The Heaps Defamation Action
[10] Mr. Heaps was the subject of a defamation action brought by his opponent in the 2006 election. The action arose because Mr. Heaps distributed an article published in a newspaper endorsing his candidacy. The action settled in mediation.
[11] Mr. Heaps personally paid legal fees of approximately $54,000.00. In December 2009, pursuant to By-Law No. 1262-2009, City Council approved payment to him of $36,000.00 for his legal expenses in defending the action.
[12] Mr. Heaps has refused to accept this payment, and informed members of City Council of this decision.
The Bussin Defamation Action
[13] Ms.
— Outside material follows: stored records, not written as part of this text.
//! Generative Language API client for embeddings and generation, with retry

use std::sync::Arc;
use std::time::Duration;

use async_trait::async_trait;
use reqwest::Client;
use serde::{Deserialize, Serialize};
use tokio::time::sleep;

use crate::config::GeminiConfig;
use crate::error::{Error, Result};
use crate::types::Turn;

use super::embedding::EmbeddingProvider;
use super::llm::LlmProvider;

/// HTTP client for the Generative Language API with automatic retry
pub struct GeminiClient {
    client: Client,
    config: GeminiConfig,
}

#[derive(Serialize, Deserialize)]
struct Content {
    #[serde(skip_serializing_if = "Option::is_none")]
    role: Option<String>,
    parts: Vec<Part>,
}

#[derive(Serialize, Deserialize)]
struct Part {
    text: String,
}

impl Content {
    fn from_turn(turn: &Turn) -> Self {
        Self {
            role: Some(turn.role.as_str().to_string()),
            parts: vec![Part {
                text: turn.text.clone(),
            }],
        }
    }

    fn system(text: &str) -> Self {
        Self {
            role: None,
            parts: vec![Part {
                text: text.to_string(),
            }],
        }
    }
}

#[derive(Serialize)]
struct GenerateRequest {
    contents: Vec<Content>,
    #[serde(rename = "systemInstruction")]
    system_instruction: Content,
}

#[derive(Deserialize)]
struct GenerateResponse {
    #[serde(default)]
    candidates: Vec<Candidate>,
}

#[derive(Deserialize)]
struct Candidate {
    content: Content,
}

#[derive(Serialize)]
struct EmbedRequest {
    content: Content,
}

#[derive(Deserialize)]
struct EmbedResponse {
    embedding: EmbeddingValues,
}

#[derive(Deserialize)]
struct EmbeddingValues {
    values: Vec<f32>,
}

#[derive(Serialize)]
struct BatchEmbedRequest {
    requests: Vec<BatchEmbedEntry>,
}

#[derive(Serialize)]
struct BatchEmbedEntry {
    model: String,
    content: Content,
}

#[derive(Deserialize)]
struct BatchEmbedResponse {
    embeddings: Vec<EmbeddingValues>,
}

impl GeminiClient {
    /// Create a new client
    pub fn new(config: &GeminiConfig) -> Result<Self> {
        let client = Client::builder()
            .timeout(Duration::from_secs(config.timeout_secs))
            .pool_max_idle_per_host(5)
            .build()
            .map_err(|e| Error::Config(format!("Failed to create HTTP client: {e}")))?;

        Ok(Self {
            client,
            config: config.clone(),
        })
    }

    /// Retry a request with exponential backoff
    async fn retry_request<F, Fut, T>(&self, operation: F) -> Result<T>
    where
        F: Fn() -> Fut,
        Fut: std::future::Future<Output = Result<T>>,
    {
        let mut last_error = None;

        for attempt in 0..=self.config.max_retries {
            match operation().await {
                Ok(result) => return Ok(result),
                Err(e) => {
                    last_error = Some(e);
                    if attempt < self.config.max_retries {
                        let delay = Duration::from_secs(2u64.pow(attempt));
                        tracing::warn!(
                            "Gemini request failed (attempt {}/{}), retrying in {:?}",
                            attempt + 1,
                            self.config.max_retries + 1,
                            delay
                        );
                        sleep(delay).await;
                    }
                }
            }
        }

        Err(last_error.unwrap_or_else(|| Error::generation("Unknown error")))
    }

    fn request_error(
        &self,
        err: reqwest::Error,
        stage: &'static str,
        wrap: fn(String) -> Error,
    ) -> Error {
        if err.is_timeout() {
            Error::UpstreamTimeout {
                service: "gemini",
                budget_secs: self.config.timeout_secs,
            }
        } else {
            wrap(format!("{stage} request failed: {err}"))
        }
    }

    /// Generate an embedding for one text
    pub async fn embed(&self, text: &str) -> Result<Vec<f32>> {
        let url = format!(
            "{}/models/{}:embedContent?key={}",
            self.config.api_base, self.config.embed_model, self.config.api_key
        );
        let text = text.to_string();

        self.retry_request(|| {
            let url = url.clone();
            let text = text.clone();

            async move {
                let request = EmbedRequest {
                    content: Content::system(&text),
                };

                let response = self
                    .client
                    .post(&url)
                    .json(&request)
                    .send()
                    .await
                    .map_err(|e| self.request_error(e, "Embedding", Error::Embedding))?;

                if !response.status().is_success() {
                    return Err(Error::embedding(format!(
                        "Embedding failed: HTTP {}",
                        response.status()
                    )));
                }

                let embed_response: EmbedResponse = response
                    .json()
                    .await
                    .map_err(|e| Error::embedding(format!("Failed to parse embedding response: {e}")))?;

                Ok(embed_response.embedding.values)
            }
        })
        .await
    }

    /// Generate embeddings for a batch of texts in one call
    pub async fn embed_batch(&self, texts: &[String]) -> Result<Vec<Vec<f32>>> {
        if texts.is_empty() {
            return Ok(Vec::new());
        }

        let url = format!(
            "{}/models/{}:batchEmbedContents?key={}",
            self.config.api_base, self.config.embed_model, self.config.api_key
        );
        let model = format!("models/{}", self.config.embed_model);

        self.retry_request(|| {
            let url = url.clone();
            let model = model.clone();

            async move {
                let request = BatchEmbedRequest {
                    requests: texts
                        .iter()
                        .map(|text| BatchEmbedEntry {
                            model: model.clone(),
                            content: Content::system(text),
                        })
                        .collect(),
                };

                let response = self
                    .client
                    .post(&url)
                    .json(&request)
                    .send()
                    .await
                    .map_err(|e| self.request_error(e, "Batch embedding", Error::Embedding))?;

                if !response.status().is_success() {
                    return Err(Error::embedding(format!(
                        "Batch embedding failed: HTTP {}",
                        response.status()
                    )));
                }

                let batch_response: BatchEmbedResponse = response.json().await.map_err(|e| {
                    Error::embedding(format!("Failed to parse batch embedding response: {e}"))
                })?;

                if batch_response.embeddings.len() != texts.len() {
                    return Err(Error::embedding(format!(
                        "Batch embedding returned {} vectors for {} texts",
                        batch_response.embeddings.len(),
                        texts.len()
                    )));
                }

                Ok(batch_response
                    .embeddings
                    .into_iter()
                    .map(|e| e.values)
                    .collect())
            }
        })
        .await
    }

    /// Generate text from the ordered turns under a system instruction
    pub async fn generate(&self, turns: &[Turn], system_instruction: &str) -> Result<String> {
        let url = format!(
            "{}/models/{}:generateContent?key={}",
            self.config.api_base, self.config.generate_model, self.config.api_key
        );

        tracing::debug!(
            "Generating with model {} over {} turns",
            self.config.generate_model,
            turns.len()
        );

        self.retry_request(|| {
            let url = url.clone();

            async move {
                let request = GenerateRequest {
                    contents: turns.iter().map(Content::from_turn).collect(),
                    system_instruction: Content::system(system_instruction),
                };

                let response = self
                    .client
                    .post(&url)
                    .json(&request)
                    .send()
                    .await
                    .map_err(|e| self.request_error(e, "Generation", Error::Generation))?;

                if !response.status().is_success() {
                    let status = response.status();
                    let body = response.text().await.unwrap_or_default();
                    return Err(Error::generation(format!(
                        "Generation failed: HTTP {status} - {body}"
                    )));
                }

                let generate_response: GenerateResponse = response.json().await.map_err(|e| {
                    Error::generation(format!("Failed to parse generation response: {e}"))
                })?;

                let text = generate_response
                    .candidates
                    .into_iter()
                    .next()
                    .map(|c| {
                        c.content
                            .parts
                            .into_iter()
                            .map(|p| p.text)
                            .collect::<String>()
                    })
                    .ok_or_else(|| Error::generation("Generation returned no candidates"))?;

                Ok(text)
            }
        })
        .await
    }
}

/// Embedding provider backed by a shared [`GeminiClient`]
pub struct GeminiEmbedder {
    client: Arc<GeminiClient>,
}

impl GeminiEmbedder {
    /// Create from an existing client
    pub fn from_client(client: Arc<GeminiClient>) -> Self {
        Self { client }
    }
}

#[async_trait]
impl EmbeddingProvider for GeminiEmbedder {
    async fn embed(&self, text: &str) -> Result<Vec<f32>> {
        self.client.embed(text).await
    }

    async fn embed_batch(&self, texts: &[String]) -> Result<Vec<Vec<f32>>> {
        self.client.embed_batch(texts).await
    }

    fn name(&self) -> &str {
        "gemini"
    }
}

/// LLM provider backed by a shared [`GeminiClient`]
pub struct GeminiLlm {
    client: Arc<GeminiClient>,
}

impl GeminiLlm {
    /// Create from an existing client
    pub fn from_client(client: Arc<GeminiClient>) -> Self {
        Self { client }
    }
}

#[async_trait]
impl LlmProvider for GeminiLlm {
    async fn generate(&self, turns: &[Turn], system_instruction: &str) -> Result<String> {
        self.client.generate(turns, system_instruction).await
    }

    fn model(&self) -> &str {
        &self.client.config.generate_model
    }

    fn name(&self) -> &str {
        "gemini"
    }
}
Bussin, while serving as a member of Council, brought an action for defamation against a publication known as the Ward 32 News and named individuals because of an article accusing her of having received improper campaign donations in 2006 from a property developer and members of his family. The donations were said to be in return for arranging a decision in the developer’s favour from the Ontario Municipal Board in relation to a particular development. In fact, Ms. Bussin had been actively engaged in opposing the development.
[14] On August 6, 2009, City Council approved a resolution that she be reimbursed for legal expenses incurred in relation to the defamation proceeding. This was confirmed in By-Law No. 749-2009. Before adopting this resolution, the City obtained a legal opinion from outside counsel Borden, Ladner, Gervais that commented on the merits of the action, as well as issues relating to the public interest.
[15] A Statement of Claim was issued on August 27, 2009. The action is being defended, and it is currently in the court system. In total, the City has reimbursed Ms. Bussin $7,700.96 for legal expenses to date.
The Issues
[16] The applicant, supported by the intervenor, argues that the City of Toronto had no jurisdiction to pass the by-laws. The respondents raise two further issues: whether the application dealing with the payment of Mr. Heaps’ defamation action expenses is moot and whether the application to quash By-law 1043-2008 is out of time and statute-barred. I will deal with the respondents’ issues first.
Is the application regarding the Heaps defamation action expenses moot?
[17] Although Council passed By-law 1262-2009 to allow the payment of Mr. Heaps’ expenses in defending the defamation action, Mr. Heaps has refused to accept any reimbursement. In a letter dated January 25, 2010, he informed City Council that he would not accept payment, and he instructed the City Clerk and the Chief Financial Officer that he would not accept reimbursement for these legal costs in any circumstances. Given that no payment will be made to Mr. Heaps, the respondents argued that the application is moot respecting this payment.
[18] There is no live dispute between the applicant and the City with respect to this payment, as Mr. Heaps has made it clear that he will not accept such a payment. Therefore, the application is moot with respect to the Heaps defamation action expenses. The Court indicated during oral argument that it would not exercise its discretion to hear this part of the application.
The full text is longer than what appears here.